* China expected to deliver further easing
* Zinc backwardation slides (Adds closing prices, fresh comment)
By Pratima Desai
LONDON, May 11 (Reuters) - Copper slipped on Monday as doubts emerged about whether rate cuts in China would be enough to stimulate economic activity in the world’s largest consumer of industrial metals.
Benchmark copper was untraded at the close, but bid at $6,360 a tonne, down from Friday’s last bid of $6,385. The metal used in the power and construction industries is up about 20 percent since late January.
“It’s difficult to impress the base metals market, the easing was already priced in,” said Eugen Weinberg, analyst at Commerzbank. “We are likely to see further support from the PBOC (China’s central bank) and probably from China’s government.”
China cut interest rates for the third time in six months on Sunday in a bid to lower companies’ borrowing costs and stoke a sputtering economy that is headed for its worst year in a quarter of a century.

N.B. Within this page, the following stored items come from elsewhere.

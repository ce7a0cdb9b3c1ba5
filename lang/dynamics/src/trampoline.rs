use crate::{
    err::*,
    eval::callable,
    jump::{JumpPayload, JumpRecord},
    syntax::*,
    Runtime,
};
use bounce_statics::CC;

pub enum Step<T, Out> {
    Done(Out),
    Step(T),
}

impl Runtime {
    /// Run jump records until a plain value comes out. Stack depth stays
    /// constant however many jumps are made.
    pub fn trampoline(&mut self, first: Value, variant: Variant) -> Result<Value> {
        self.guarded(|rt| {
            let mut current = first;
            loop {
                match rt.step(current, variant)? {
                    | Step::Done(value) => break Ok(value),
                    | Step::Step(next) => current = next,
                }
            }
        })
    }

    fn step(&mut self, current: Value, variant: Variant) -> Result<Step<Value, Value>> {
        let record = match current {
            | Value::Jump(record) => record,
            | value => return Ok(Step::Done(value)),
        };
        let JumpPayload { target, mut args, mut kwargs, cc } = record.take()?;
        // the trampoline is running now; the target's own one would be redundant
        let callee = match target.as_ref() {
            | Callable::Trampolined { inner, .. } => inner.clone(),
            | _ => target.clone(),
        };
        if variant == Variant::PromiseAware && !callee.is_lazy() {
            for arg in args.iter_mut() {
                *arg = self.force(arg.clone())?;
            }
            for (_, arg) in kwargs.iter_mut() {
                *arg = self.force(arg.clone())?;
            }
        }
        log::trace!("trampoline: jump to {:?}", callee);
        let next = match cc {
            | None => self.apply(&callee, args, kwargs)?,
            | Some(cc) if callee.accepts_cc() => {
                kwargs.retain(|(name, _)| name.plain() != CC);
                kwargs.push((VarName::from(CC), cc));
                self.apply(&callee, args, kwargs)?
            }
            | Some(_) if callee.is_continuation() => self.apply(&callee, args, kwargs)?,
            | Some(cc) => {
                // a callable that knows nothing of continuations returns normally
                let result = self.call(&target, args, kwargs)?;
                JumpRecord::new(callable(cc)?, vec![result], Vec::new(), None).value()
            }
        };
        Ok(Step::Step(next))
    }
}
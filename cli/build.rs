use clap::{CommandFactory, ValueEnum};
use clap_complete::{Shell, generate_to};
use std::io;

include!("src/cli.rs");

fn main() -> Result<(), io::Error> {
    let mut app = Cli::command();

    let outdir = PathBuf::from(env!("CARGO_MANIFEST_DIR")).join("completions");
    std::fs::create_dir_all(&outdir)?;
    for &shell in Shell::value_variants() {
        generate_to(shell, &mut app, "bounce", &outdir)?;
    }

    println!("cargo:rerun-if-changed=src/cli.rs");
    Ok(())
}
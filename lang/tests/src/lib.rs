pub mod utils {
    use bounce_driver::{Conf, Driver};
    use bounce_dynamics::diagnostics;
    use std::{io, path::PathBuf, thread};

    /// Non-tail recursion in programs recurses in the evaluator.
    const STACK_SIZE: usize = 64 * 1024 * 1024;

    fn run(path: PathBuf) -> Result<(), String> {
        let driver = Driver::new(Conf::default()).map_err(|err| err.to_string())?;
        diagnostics::reset();
        driver.run_file(&path, Box::new(io::stdout())).map_err(|err| err.to_string())?;
        match diagnostics::unconsumed_jumps() {
            | 0 => Ok(()),
            | n => Err(format!("{} jump records were never run", n)),
        }
    }

    pub fn run_program(path: impl Into<PathBuf>) {
        let path = path.into();
        let handle = thread::Builder::new()
            .stack_size(STACK_SIZE)
            .spawn(move || run(path))
            .expect("failed to spawn the program thread");
        match handle.join() {
            | Ok(Ok(())) => {}
            | Ok(Err(err)) => {
                eprintln!("{}", err);
                panic!("Error running program");
            }
            | Err(_) => panic!("Program thread panicked"),
        }
    }
}

#[macro_export]
macro_rules! run_file {
    ($name:ident, $file:expr) => {
        #[test]
        fn $name() {
            let path = std::path::PathBuf::from(env!("CARGO_MANIFEST_DIR"))
                .join("../../lib")
                .join(format!("{}.bnc", $file));
            ::bounce_tests::utils::run_program(path);
        }
    };
}
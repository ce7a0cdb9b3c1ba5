use crate::err::*;
use bounce_statics::{DecoratorKind, DecoratorRegistry, StaticsError};
use bounce_syntax::VarName;
use serde::{Deserialize, Serialize};
use std::{
    collections::BTreeMap,
    path::{Path, PathBuf},
};

/// Contents of a `bounce.toml`.
#[derive(Debug, Clone, PartialEq, Serialize, Deserialize)]
#[serde(default, deny_unknown_fields)]
pub struct Conf {
    /// names whose calls the analyzer treats as escapes
    pub escape_names: Vec<String>,
    pub warn_unconsumed_jumps: bool,
    /// position overrides, by decorator name
    pub decorators: BTreeMap<String, u32>,
}

impl Default for Conf {
    fn default() -> Self {
        Conf {
            escape_names: vec!["ec".to_string(), "brk".to_string()],
            warn_unconsumed_jumps: true,
            decorators: BTreeMap::new(),
        }
    }
}

impl Conf {
    pub const FILE: &'static str = "bounce.toml";

    pub fn parse(text: &str, path: impl Into<PathBuf>) -> Result<Self> {
        toml::from_str(text).map_err(|err| DriverError::Conf(path.into(), err))
    }

    pub fn load(path: impl AsRef<Path>) -> Result<Self> {
        let path = path.as_ref();
        let text =
            std::fs::read_to_string(path).map_err(|err| DriverError::Io(path.to_path_buf(), err))?;
        log::debug!("loaded configuration from `{}`", path.display());
        Self::parse(&text, path)
    }

    /// An explicit path, else `./bounce.toml` when present, else the defaults.
    pub fn discover(explicit: Option<&Path>) -> Result<Self> {
        if let Some(path) = explicit {
            return Self::load(path);
        }
        let local = Path::new(Self::FILE);
        if local.exists() {
            return Self::load(local);
        }
        log::warn!("no `{}` found; using the default configuration", Self::FILE);
        Ok(Self::default())
    }

    pub fn escapes(&self) -> Vec<VarName> {
        self.escape_names.iter().map(VarName::from).collect()
    }

    /// Every known decorator, at its default position unless overridden.
    pub fn registry(&self) -> Result<DecoratorRegistry> {
        if let Some(name) =
            self.decorators.keys().find(|name| DecoratorKind::from_name(name).is_none())
        {
            Err(StaticsError::UnknownDecorator { name: name.clone() })?
        }
        let mut registry = DecoratorRegistry::new();
        for kind in DecoratorKind::ALL {
            let position = match self.decorators.get(kind.name()) {
                | Some(position) => *position,
                | None => kind.default_position(),
            };
            registry.register(kind, position)?;
        }
        registry.validate()?;
        Ok(registry)
    }
}
use bounce_tests::run_file;

run_file!(tco, "tco");
run_file!(continuations, "continuations");
run_file!(escape, "escape");
run_file!(lazy, "lazy");
run_file!(memo, "memo");
run_file!(looped, "looped");
run_file!(decorators, "decorators");
run_file!(errors, "errors");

“Given recent changes to the rules regarding properties (in China), reduced down payments and the ability to flip properties after 2 years rather than 5, a rotation out of equity markets and back into property may also be on the cards,” Standard Bank said in a note.
Falling copper inventories, down about 25 percent to 183,304 tonnes, in warehouses monitored by the Shanghai Futures Exchange also help reinforce the idea of potentially strong China demand.
Three-month aluminium was bid at $1,878 a tonne, from Friday’s last bid at $1,889. Lead closed at $2,010 from Friday’s close at $2,040 and zinc at $2,305 from $2,355 on Friday.
Lead earlier fell to a three-week low of $2,007 and zinc tumbled more than two percent to $2,301.50, its lowest since April 30.
More availability of zinc for nearby delivery has also narrowed the premium for the cash contract over the three-month future to around $6 a tonne on Friday, from $33 earlier in the week.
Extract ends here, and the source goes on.